Catalogue published for the exhibition E.A.T. — The Story of Experiments in Art and Technology
, NTT InterCommunication Center (ICC), Tokyo, Japan, April 11-June 29, 2003, curator: Hisanori Gogota. Texts in Japanese and English.
In this exhibition, the InterCommunication Center (Tokyo, Japan) presents a sample of works with technological components that were created by American artists since the middle of the 1960s thanks to the support of the engineer Billy Klüver and Experiments in Art and Technology.
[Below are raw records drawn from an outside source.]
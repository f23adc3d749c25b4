//! The segment splitter: applies one pattern across a segment list.
//!
//! A pass sees the list as a single scan string in which every tagged
//! segment is one [`PLACEHOLDER`] character. Matches are taken
//! leftmost-first without overlap; each becomes one tagged segment built by
//! the pass's constructor, and the text around it stays text. Tagged
//! segments are moved into the output untouched, never re-scanned.
//!
//! The placeholder counts as a non-space character for every boundary
//! check. That is what lets `*<link>*` become one emphasis span, and it
//! also means a delimiter glued to a tagged segment (`me@x.org*a*`) does
//! not open or close emphasis.

use std::ops::Range;

use crate::patterns::Pattern;
use crate::segment::{self, Segment};

/// Stand-in for a tagged segment inside the scan string.
pub const PLACEHOLDER: char = '\u{FFFC}';

/// Builds a tagged segment from the payload of a match.
pub type Constructor = fn(Vec<Segment>) -> Segment;

/// One pass of the cascade: a pattern and what to build from its matches.
#[derive(Debug, Clone, Copy)]
pub struct Pass {
    /// Pattern to search for.
    pub pattern: &'static Pattern,
    /// Constructor applied to each match payload.
    pub build: Constructor,
}

impl Pass {
    /// Pair a pattern with its constructor.
    pub const fn new(pattern: &'static Pattern, build: Constructor) -> Self {
        Self { pattern, build }
    }
}

#[derive(Debug)]
enum Piece {
    Text,
    /// `None` once moved into the output.
    Tagged(Option<Segment>),
}

/// A segment list flattened into one searchable string.
///
/// Ranges handed to [`Scan::take`] only ever move forward, so a cursor
/// over `pieces` keeps every pass linear in the number of segments.
#[derive(Debug)]
struct Scan {
    text: String,
    pieces: Vec<(Range<usize>, Piece)>,
    /// First piece that may still hold untaken content.
    cursor: usize,
    /// Byte offsets of emphasis placeholders, ascending.
    emphasis_at: Vec<usize>,
}

impl Scan {
    fn new(segments: Vec<Segment>) -> Self {
        let mut text = String::new();
        let mut pieces = Vec::with_capacity(segments.len());
        let mut emphasis_at = Vec::new();
        for seg in segments {
            let start = text.len();
            match seg {
                Segment::Text { text: t } => {
                    text.push_str(&t);
                    pieces.push((start..text.len(), Piece::Text));
                }
                tagged => {
                    if tagged.is_emphasis() {
                        emphasis_at.push(start);
                    }
                    text.push(PLACEHOLDER);
                    pieces.push((start..text.len(), Piece::Tagged(Some(tagged))));
                }
            }
        }
        Self {
            text,
            pieces,
            cursor: 0,
            emphasis_at,
        }
    }

    /// Whether `range` covers an emphasis span.
    fn contains_emphasis(&self, range: &Range<usize>) -> bool {
        let first = self.emphasis_at.partition_point(|&at| at < range.start);
        self.emphasis_at
            .get(first)
            .is_some_and(|&at| at < range.end)
    }

    /// Move the content of `range` out as segments.
    ///
    /// `range` must not start before the end of the previous call's range.
    fn take(&mut self, range: Range<usize>) -> Vec<Segment> {
        while let Some((r, _)) = self.pieces.get(self.cursor)
            && r.end <= range.start
        {
            self.cursor += 1;
        }

        let mut out = Vec::new();
        let mut i = self.cursor;
        while let Some((r, piece)) = self.pieces.get_mut(i) {
            if r.start >= range.end {
                break;
            }
            let start = r.start.max(range.start);
            let end = r.end.min(range.end);
            if start < end {
                match piece {
                    Piece::Text => segment::push_text(&mut out, &self.text[start..end]),
                    Piece::Tagged(seg) => out.extend(seg.take()),
                }
            }
            if r.end > range.end {
                // Text continuing past the range is revisited next time.
                break;
            }
            i += 1;
        }
        self.cursor = i;
        out
    }
}

/// Append segments, merging neighbouring text.
fn append(out: &mut Vec<Segment>, segments: Vec<Segment>) {
    for seg in segments {
        match seg {
            Segment::Text { text } => segment::push_text(out, &text),
            tagged => out.push(tagged),
        }
    }
}

/// Byte offset of the character after the one at `at`.
fn next_char(text: &str, at: usize) -> usize {
    at + text[at..].chars().next().map_or(1, char::len_utf8)
}

/// Run one pass over a segment list.
///
/// A match whose payload would enclose an emphasis span is skipped and
/// the search resumes one character further on, so emphasis never nests.
pub fn split(segments: Vec<Segment>, pass: &Pass) -> Vec<Segment> {
    if !segments.iter().any(Segment::is_text) {
        return segments;
    }

    let mut scan = Scan::new(segments);
    let mut out = Vec::new();
    let mut emitted = 0;
    let mut from = 0;
    let mut matches = 0usize;

    while from <= scan.text.len() {
        let Some(m) = pass.pattern.find_at(&scan.text, from) else {
            break;
        };
        if m.whole.is_empty() || scan.contains_emphasis(&m.payload) {
            if m.whole.start >= scan.text.len() {
                break;
            }
            from = next_char(&scan.text, m.whole.start);
            continue;
        }

        let before = scan.take(emitted..m.whole.start);
        append(&mut out, before);
        let payload = scan.take(m.payload);
        out.push((pass.build)(payload));
        matches += 1;

        emitted = m.whole.end;
        from = m.whole.end;
    }

    let rest = scan.take(emitted..scan.text.len());
    append(&mut out, rest);

    tracing::trace!(pattern = pass.pattern.name(), matches, "pass applied");
    out
}

/// Fold a list of passes over a segment list, in order.
pub fn apply(segments: Vec<Segment>, passes: &[Pass]) -> Vec<Segment> {
    passes.iter().fold(segments, |segments, pass| split(segments, pass))
}
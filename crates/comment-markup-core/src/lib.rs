//! Core library for comment-markup.
//!
//! Turns plain-text user comments into a small formatted tree: paragraphs,
//! autolinked URLs and email addresses, `*emphasis*` / `_emphasis_`, and
//! `>` blockquotes. The tree can be rendered to HTML with [`render::to_html`].
//!
//! # Modules
//!
//! - [`patterns`] - Compiled markup patterns and URL unescaping
//! - [`segment`] - Segments produced while splitting a paragraph
//! - [`splitter`] - Runs one pattern pass over a segment list
//! - [`paragraph`] - Paragraph splitting, the pass cascade, blockquotes
//! - [`format`] - Formatter entry point with the fast-path pre-check
//! - [`node`] - The formatted output tree
//! - [`render`] - HTML rendering
//! - [`config`] - Configuration loading and management
//! - [`error`] - Error types and result aliases
//!
//! # Quick Start
//!
//! ```
//! use comment_markup_core::{format_comment, render};
//!
//! let body = format_comment(Some("see *http://example.com*"), true);
//! assert_eq!(
//!     render::to_html(&body),
//!     "<p>see <em><a href=\"http://example.com\" rel=\"nofollow noopener\">\
//!      http://example.com</a></em></p>\n"
//! );
//! ```
#![deny(unsafe_code)]

pub mod config;
pub mod error;
pub mod format;
pub mod node;
pub mod paragraph;
pub mod patterns;
pub mod render;
pub mod segment;
pub mod splitter;

pub use config::{Config, ConfigLoader, ConfigSources, LogLevel, OutputFormat};
pub use error::{ConfigError, ConfigResult};
pub use format::format_comment;
pub use node::{FormattedBody, Node, Paragraph};
pub use segment::Segment;

/// Default maximum input size: 5 MiB.
pub const DEFAULT_MAX_INPUT_BYTES: usize = 5 * 1024 * 1024;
Founded in 1966 by Klüver and mostly active in the beginning of the 1970s, E.A.T. matched representatives from different scientific fields to artists whose project conception called for specialized technical knowledge that was not easily accessible at that time. The exhibition of projects by Robert Rauschenberg, David Tudor, Andy Warhol, Yvonne Rainer, Robert Breer, Robert Whitman and Trisha Brown, which resulted from the collaboration with scientists, is accompanied by documentary films, as well as a thematic presentation by Billy Klüver and Julie Martin that recounts the activities of Klüver and E.A.T. between 1963 and 1990.
This presentation, which is made up of texts and photographs, is reprinted in the catalogue that also includes fact sheets on the exhibited works, a chronology of the activities of Billy Klüver and E.A.T. since 1959 (not translated into English) and authors' contributions that deal with the challenges raised by artistic practices in the wake of E.A.T.
Yoshitomo Morioka examines the social climate of the 1960s which promoted closer collaboration between scientific, artistic and industrial disciplines. He describes the projects to which Klüver and other engineers contributed from 1960 onwards (the kinetic sculptures by Tinguely and Rauschenberg, the acoustic experiments by John Cage and David Tudor), the premises of 9 Evenings of Theatre and Engineering
in 1966 (a series of events initiated by Klüver, which integrated technological components with the stage) as well as the establishment of E.A.T. as a pairing organization in the same year. Fujiko Nakaya, an important participant in E.A.T., gives an account of the organization's activities in Japan with the construction of the interior of the Pepsi Pavilion and its technological components at the 1970 Osaka universal exposition. From the perspective of someone who participated in the project as an artist and coordinator, she relates the salient events of the conception of a hydraulic system that could generate a cloud of mist to enshroud the Pavilion dome. Nakaya also bears witness to the projects created by the Japanese division of E.A.T. in Tokyo. Kikuko Toyama places the 9 Evenings of Theatre and Engineering
events within the context of the emergence of hybrid art forms that were precursors of performance art, such as Fluxus' actions, Alan Kaprow's happenings, John Cage's aesthetic of randomness as well as the choreographic language of the Judson Group (of which several members participated in 9 Evenings).
Minoru Hatanaka treats the technological complexity of the acoustic and musical exploration undertaken by John Cage and David Tudor who were associated with E.A.T. in the 1960s and the beginning of the 1970s. He describes the acoustic apparatus conceived for the diffusion of Cage and Tudor's works during the 9 Evenings,
as well as the components of the speaker system that was directly integrated into the dome of the Expo '70 Pepsi Pavilion. In a text that was first published in 1961, Billy Klüver comments on his contribution to Jean Tinguely's kinetic work Destructive Construction no. 1
(1960), all the while exposing his views on the theme of the self-destructing machine in this artist's work.
The authors' contributions are followed by artist biographies and a bibliography (partially translated into English) on E.A.T.